Manpacks
- Type: Private
- Industry: Men's essentials subscription
- Founded: January 2010
- Defunct: August 2018
- Headquarters: Providence, Rhode Island,
- Key people: Founded by Ken Johnson and Andrew Draper
- Products: Men's underwear, undershirts, socks, hygienic items
- Website: http://www.manpacks.com/^{[dead link]}

= Manpacks =

Manpacks was a quarterly subscription service offering men's underwear, socks, toiletries and other basic needs. Buyers created their pack with offered items including boxer briefs, undershirts, socks, shaving products, and condoms, and the pack was automatically delivered every three months. The service has been discontinued.

==Foundation==
Ken Johnson and Andrew Draper started working on the concept for Manpacks in December 2009 and founded the company in January 2010. Manpacks began as an experimental side project, but demand increased. Soon, customer management and the processing of orders turned into a full-time job. Upon launch, the site only offered underwear and socks.

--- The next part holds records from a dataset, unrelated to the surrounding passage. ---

use crate::errors::StepError;
use crate::record::{
    AbortInfo, AbortReason, AuditDecision, CorrectiveRun, RecoveryAudit, RunRecord, RunStatus,
    StepOrigin, StepRecord, StepResult,
};
use crate::request::build_request;
use crate::state::{EngineState, StateMachine};
use crate::strategies::{RecoveryContext, RecoveryDecision, RecoveryHandler};
use crate::types::{Script, Step};
use crate::vars::Variables;

/// Engine limits
#[derive(Debug, Clone, Copy, PartialEq, Eq, Serialize, Deserialize)]
#[serde(default)]
pub struct EngineConfig {
    /// Negotiations allowed per failure episode beyond the first
    pub max_recovery_depth: u32,
}

impl Default for EngineConfig {
    fn default() -> Self {
        Self {
            max_recovery_depth: 1,
        }
    }
}

/// Script runner trait
#[async_trait]
pub trait ScriptRunner: Send + Sync {
    /// Run a script to a terminal state; always yields a record
    async fn run(&self, script: &Script, device: &dyn Device, cancel: CancellationToken)
        -> RunRecord;
}

/// Default engine over an [`ActionExecutor`] and an optional recovery handler
pub struct ScriptEngine {
    executor: Arc<dyn ActionExecutor>,
    recovery: Option<Arc<dyn RecoveryHandler>>,
    resolver: DefaultElementResolver,
    config: EngineConfig,
}

/// Mutable state of one run, shared by the main and corrective sequences
struct RunState {
    run_id: RunId,
    script: String,
    cancel: CancellationToken,
    vars: Variables,
    steps: Vec<StepRecord>,
    recoveries: Vec<RecoveryAudit>,
    /// Negotiations held in the open failure episode
    depth: u32,
    /// Depth of the latest negotiation in the open episode
    episode_depth: u32,
    /// Deepest negotiation held in any episode
    deepest: u32,
}

enum SequenceEnd {
    Completed,
    Aborted(AbortInfo),
}

enum RecoveryEnd {
    Resume,
    Abort(AbortInfo),
}

fn abort(reason: AbortReason, detail: impl Into<String>, step: usize) -> AbortInfo {
    AbortInfo {
        reason,
        detail: detail.into(),
        step: Some(step),
    }
}

/// Selector the request will act on, after substitution
fn request_selector(request: &ActionRequest) -> Option<&Selector> {
    match request {
        ActionRequest::Tap { selector }
        | ActionRequest::LongPress { selector, .. }
        | ActionRequest::Clear { selector }
        | ActionRequest::TypeText { selector, .. }
        | ActionRequest::ScrollToFind { selector, .. } => Some(selector),
        ActionRequest::ReadScreen {
            format: ReadFormat::Targeted(selector),
        } => Some(selector),
        ActionRequest::Wait { condition, .. } => match condition {
            WaitCondition::Present(selector)
            | WaitCondition::Absent(selector)
            | WaitCondition::Enabled(selector) => Some(selector),
            WaitCondition::ScreenStable => None,
        },
        ActionRequest::ReadScreen { .. } => None,
    }
}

Manpacks was the first American subscription ecommerce service offering men's essentials. Numerous sites have since spawned and imitated Manpacks' business model. Shortly after launch, Manpacks was accepted into Betaspring's startup accelerator program. The company at one time had more than 10,000 subscribers.

==Description==
Manpacks automatically shipped men basic needs like socks, underwear, razors, and toiletries every three months or when desired. Three months after placing an order, Manpacks would send customers a shipment reminder email. Manpacks' primary customers were people buying for the men in their life, men who are averse to shopping, and the lazy.